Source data
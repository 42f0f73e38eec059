// SPDX-FileCopyrightText: 2020 Robin Krahl <robin.krahl@ireas.org>
// SPDX-License-Identifier: Apache-2.0 or MIT

//! Attribute tables and the paginated table renderer.
//!
//! A [`Table`][] is the generic row/column dataset produced by the format tools: ordered,
//! named columns with a semantic kind, and rows of typed cell values.  The renderer draws a
//! table into a page region with a shaded header row and one bordered cell per value, breaking
//! to a fresh page (with a repeated header) whenever the region runs out of vertical space.
//! [`Document::draw_table_columns`][] additionally splits the rows into side-by-side blocks.
//!
//! # Example
//!
//! ```
//! use georeport::table::{Column, Table, Value};
//!
//! let mut table = Table::new(vec![Column::text("NAME"), Column::number("AREA")]);
//! table.push_row(vec![Value::Text("Lake".into()), Value::Number(431.5)]);
//! assert_eq!(table.row_count(), 1);
//! ```
//!
//! [`Table`]: struct.Table.html
//! [`Document::draw_table_columns`]: ../struct.Document.html#method.draw_table_columns

use crate::style::{Color, DrawMode, ShapeStyle, TextStyle};
use crate::{Document, Rect};

/// The gap between the blocks of a multi-column table rendering, in points.
const COLUMN_GAP: f64 = 4.0;

/// The semantic kind of a table column.
#[derive(Clone, Copy, Debug, PartialEq, Eq)]
pub enum ColumnKind {
    /// Free-form text.
    Text,
    /// Numeric values.
    Number,
    /// Calendar dates, carried as preformatted text.
    Date,
}

/// A named, typed table column.
#[derive(Clone, Debug)]
pub struct Column {
    name: String,
    kind: ColumnKind,
}

impl Column {
    /// Creates a column with the given name and kind.
    pub fn new(name: impl Into<String>, kind: ColumnKind) -> Column {
        Column {
            name: name.into(),
            kind,
        }
    }

    /// Creates a text column.
    pub fn text(name: impl Into<String>) -> Column {
        Column::new(name, ColumnKind::Text)
    }

    /// Creates a numeric column.
    pub fn number(name: impl Into<String>) -> Column {
        Column::new(name, ColumnKind::Number)
    }

    /// Creates a date column.
    pub fn date(name: impl Into<String>) -> Column {
        Column::new(name, ColumnKind::Date)
    }

    /// Returns the column name.
    pub fn name(&self) -> &str {
        &self.name
    }

    /// Returns the column kind.
    pub fn kind(&self) -> ColumnKind {
        self.kind
    }
}

/// One table cell value.
#[derive(Clone, Debug, PartialEq)]
pub enum Value {
    /// A text value.
    Text(String),
    /// A numeric value.
    Number(f64),
    /// A date value, preformatted by the producer.
    Date(String),
    /// No value.
    Null,
}

impl Value {
    /// Returns the cell content as display text.
    pub fn as_string(&self) -> String {
        match self {
            Value::Text(s) | Value::Date(s) => s.clone(),
            Value::Number(n) => format!("{}", n),
            Value::Null => String::new(),
        }
    }

    /// Returns the cell content as a number, if it is numeric.
    pub fn as_number(&self) -> Option<f64> {
        match self {
            Value::Number(n) => Some(*n),
            _ => None,
        }
    }
}

/// An ordered set of named columns and typed rows, consumed read-only by the renderer.
#[derive(Clone, Debug, Default)]
pub struct Table {
    columns: Vec<Column>,
    rows: Vec<Vec<Value>>,
}

impl Table {
    /// Creates an empty table with the given columns.
    pub fn new(columns: Vec<Column>) -> Table {
        Table {
            columns,
            rows: Vec::new(),
        }
    }

    /// Appends a row; fails if the cell count does not match the column count.
    pub fn push_row(&mut self, row: Vec<Value>) -> bool {
        if row.len() == self.columns.len() && !self.columns.is_empty() {
            self.rows.push(row);
            true
        } else {
            false
        }
    }

    /// Returns the columns in order.
    pub fn columns(&self) -> &[Column] {
        &self.columns
    }

    /// Returns the number of columns.
    pub fn column_count(&self) -> usize {
        self.columns.len()
    }

    /// Returns the number of rows.
    pub fn row_count(&self) -> usize {
        self.rows.len()
    }

    /// Returns the value at the given row and column.
    pub fn value(&self, row: usize, column: usize) -> &Value {
        &self.rows[row][column]
    }

    /// A table is renderable once it has at least one column.
    pub fn is_valid(&self) -> bool {
        !self.columns.is_empty()
    }
}

impl Document {
    /// Renders the table into the given region.
    ///
    /// The row height is `cell_height` if positive, otherwise the region height divided over
    /// all rows plus a header share of `header_height_factor` (clamped to at least 1).  The
    /// header row is shaded and repeated at the top of every page; when the row cursor passes
    /// one row height below the region bottom, a new page is requested and rendering
    /// continues there.  Cell text is set at 75 % of the row height, left/top aligned.
    ///
    /// Returns `false` if no page is open, the table is empty, or the host cancelled the
    /// rendering at a page break.
    pub fn draw_table(
        &mut self,
        r: Rect,
        table: &Table,
        cell_height: f64,
        header_height_factor: f64,
    ) -> bool {
        if !self.is_ready_to_draw() || !table.is_valid() {
            return false;
        }
        self.draw_table_block(r, table, 0, table.row_count(), cell_height, header_height_factor)
    }

    /// Renders the table split into `n_columns` side-by-side blocks.
    ///
    /// The rows are divided into `row_count / n_columns` rows per block by integer division;
    /// remainder rows beyond the last full block are not rendered, mirroring the behaviour of
    /// the report tools this renderer was built for.  Each block renders (and paginates)
    /// independently, separated by a fixed gap.
    pub fn draw_table_columns(
        &mut self,
        r: Rect,
        table: &Table,
        n_columns: usize,
        cell_height: f64,
        header_height_factor: f64,
    ) -> bool {
        if n_columns <= 1 {
            return self.draw_table(r, table, cell_height, header_height_factor);
        }
        if !self.is_ready_to_draw() || !table.is_valid() {
            return false;
        }

        let widened = r.inflated_xy(COLUMN_GAP, 0.0);
        let dx = widened.x_range() / n_columns as f64;
        let rows_per_block = table.row_count() / n_columns;

        let mut first_row = 0;
        for i in 0..n_columns {
            let block = Rect::new(
                widened.x_min + i as f64 * dx + COLUMN_GAP,
                r.y_min,
                widened.x_min + (i + 1) as f64 * dx - COLUMN_GAP,
                r.y_max,
            );
            self.draw_table_block(
                block,
                table,
                first_row,
                rows_per_block,
                cell_height,
                header_height_factor,
            );
            first_row += rows_per_block;
        }
        true
    }

    fn draw_table_block(
        &mut self,
        r: Rect,
        table: &Table,
        first_row: usize,
        n_rows: usize,
        cell_height: f64,
        header_height_factor: f64,
    ) -> bool {
        if first_row >= table.row_count() {
            return false;
        }

        let dx = r.x_range() / table.column_count() as f64;
        let header_height_factor = header_height_factor.max(1.0);
        let dy = if cell_height > 0.0 {
            cell_height
        } else {
            r.y_range() / (n_rows as f64 + header_height_factor)
        };
        let dy_header = dy * header_height_factor;

        let font_size = (0.75 * dy).floor();
        let font_size_header = (0.75 * dy_header).floor();
        let y_inset = 0.1 * dy;
        let y_inset_header = 0.1 * dy_header;
        let x_inset = y_inset;

        let last_row = (first_row + n_rows).min(table.row_count());

        let cell_text = TextStyle::new().top_left();
        let header_fill = ShapeStyle::new(DrawMode::FillStroke);
        let cell_border = ShapeStyle::new(DrawMode::Stroke);

        let mut y = r.y_max;
        let mut add_header = true;
        for row in first_row..last_row {
            if y < r.y_min - dy {
                if !self.poll_progress(row, table.row_count()) {
                    return false;
                }
                self.add_page();
                y = r.y_max;
                add_header = true;
            }

            if add_header {
                let mut x = r.x_min;
                for column in table.columns() {
                    self.draw_rectangle(
                        Rect::new(x, y - dy_header, x + dx, y),
                        &header_fill,
                        Color::GREY_LIGHT,
                        Color::BLACK,
                        0.0,
                    );
                    self.draw_text(
                        x + x_inset,
                        y - y_inset_header,
                        column.name(),
                        font_size_header,
                        &cell_text,
                        0.0,
                        Color::BLACK,
                    );
                    x += dx;
                }
                y -= dy_header;
                add_header = false;
            }

            let mut x = r.x_min;
            for column in 0..table.column_count() {
                self.draw_rectangle(
                    Rect::new(x, y - dy, x + dx, y),
                    &cell_border,
                    Color::WHITE,
                    Color::BLACK,
                    0.0,
                );
                self.draw_text(
                    x + x_inset,
                    y - y_inset,
                    &table.value(row, column).as_string(),
                    font_size,
                    &cell_text,
                    0.0,
                    Color::BLACK,
                );
                x += dx;
            }
            y -= dy;
        }

        true
    }
}

#[cfg(test)]
mod tests {
    use super::*;
    use crate::render::testing::{Op, SharedBackend};
    use crate::ProgressSink;

    fn id_table(rows: usize) -> Table {
        let mut table = Table::new(vec![Column::text("id")]);
        for i in 0..rows {
            table.push_row(vec![Value::Text(format!("r{}", i))]);
        }
        table
    }

    #[test]
    fn value_conversions() {
        assert_eq!(Value::Number(2.5).as_string(), "2.5");
        assert_eq!(Value::Number(2.5).as_number(), Some(2.5));
        assert_eq!(Value::Text("x".into()).as_number(), None);
        assert_eq!(Value::Null.as_string(), "");
        assert_eq!(Value::Date("2005-08-01".into()).as_string(), "2005-08-01");
    }

    #[test]
    fn push_row_checks_arity() {
        let mut table = Table::new(vec![Column::text("a"), Column::number("b")]);
        assert!(!table.push_row(vec![Value::Null]));
        assert!(table.push_row(vec![Value::Null, Value::Number(1.0)]));
        assert_eq!(table.row_count(), 1);
    }

    #[test]
    fn every_row_rendered_once_with_header_per_page() {
        let shared = SharedBackend::new();
        let mut doc = Document::with_backend(shared.clone());
        doc.add_page();

        let table = id_table(10);
        // fixed 30 point rows in a 100 point region: four rows fit per page before the
        // cursor passes one row height below the bottom edge
        assert!(doc.draw_table(Rect::new(0.0, 0.0, 200.0, 100.0), &table, 30.0, 1.0));

        let backend = shared.0.borrow();
        let texts: Vec<&str> = backend.texts().collect();
        let headers = texts.iter().filter(|t| **t == "id").count();
        let pages = backend
            .ops
            .iter()
            .filter(|op| matches!(op, Op::Page { .. }))
            .count();
        assert_eq!(pages, 3);
        assert_eq!(headers, 3);
        for i in 0..10 {
            let label = format!("r{}", i);
            assert_eq!(
                texts.iter().filter(|t| **t == label).count(),
                1,
                "row {} drawn exactly once",
                i
            );
        }
    }

    #[test]
    fn rows_without_explicit_height_share_the_region() {
        let shared = SharedBackend::new();
        let mut doc = Document::with_backend(shared.clone());
        doc.add_page();
        let table = id_table(5);
        assert!(doc.draw_table(Rect::new(0.0, 0.0, 200.0, 130.0), &table, 0.0, 1.5));
        let backend = shared.0.borrow();
        // everything fits on one page: 5 rows * 20pt + 30pt header
        let pages = backend
            .ops
            .iter()
            .filter(|op| matches!(op, Op::Page { .. }))
            .count();
        assert_eq!(pages, 1);
        assert_eq!(backend.texts().count(), 6);
    }

    #[test]
    fn multi_column_split_truncates_the_remainder() {
        let shared = SharedBackend::new();
        let mut doc = Document::with_backend(shared.clone());
        doc.add_page();
        let table = id_table(10);
        assert!(doc.draw_table_columns(
            Rect::new(0.0, 0.0, 300.0, 500.0),
            &table,
            3,
            0.0,
            1.5
        ));
        let backend = shared.0.borrow();
        let texts: Vec<&str> = backend.texts().collect();
        // 10 / 3 = 3 rows per block; r9 falls into the dropped remainder
        for i in 0..9 {
            let label = format!("r{}", i);
            assert_eq!(texts.iter().filter(|t| **t == label).count(), 1);
        }
        assert!(!texts.contains(&"r9"));
        assert_eq!(texts.iter().filter(|t| **t == "id").count(), 3);
    }

    #[test]
    fn single_column_count_falls_back_to_plain_table() {
        let shared = SharedBackend::new();
        let mut doc = Document::with_backend(shared.clone());
        doc.add_page();
        let table = id_table(2);
        assert!(doc.draw_table_columns(
            Rect::new(0.0, 0.0, 300.0, 500.0),
            &table,
            1,
            0.0,
            1.5
        ));
        let backend = shared.0.borrow();
        assert_eq!(backend.texts().count(), 3);
    }

    #[test]
    fn empty_table_is_rejected() {
        let mut doc = Document::with_backend(SharedBackend::new());
        doc.add_page();
        let table = id_table(0);
        assert!(!doc.draw_table(Rect::new(0.0, 0.0, 100.0, 100.0), &table, 0.0, 1.5));
        let no_columns = Table::default();
        assert!(!doc.draw_table(Rect::new(0.0, 0.0, 100.0, 100.0), &no_columns, 0.0, 1.5));
    }

    #[test]
    fn cancellation_stops_at_the_page_break() {
        struct CancelAtFirstPoll;
        impl ProgressSink for CancelAtFirstPoll {
            fn advance(&mut self, _current: usize, _total: usize) -> bool {
                false
            }
        }

        let shared = SharedBackend::new();
        let mut doc = Document::with_backend(shared.clone());
        doc.set_progress_sink(CancelAtFirstPoll);
        doc.add_page();
        let table = id_table(10);
        assert!(!doc.draw_table(Rect::new(0.0, 0.0, 200.0, 100.0), &table, 30.0, 1.0));

        let backend = shared.0.borrow();
        // rendering stopped before the second page was added
        let pages = backend
            .ops
            .iter()
            .filter(|op| matches!(op, Op::Page { .. }))
            .count();
        assert_eq!(pages, 1);
        // the document stays saveable
        drop(backend);
        drop(doc);
    }
}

=== Exercise ===
After locating the line that contains "is the generic", please copy exactly every line from the start of the records through it, and nothing else.

=== Your solution ===
repository 42f0f73e38eec059
// SPDX-FileCopyrightText: 2020 Robin Krahl <robin.krahl@ireas.org>
// SPDX-License-Identifier: Apache-2.0 or MIT

//! Attribute tables and the paginated table renderer.
//!
//! A [`Table`][] is the generic row/column dataset produced by the format tools: ordered,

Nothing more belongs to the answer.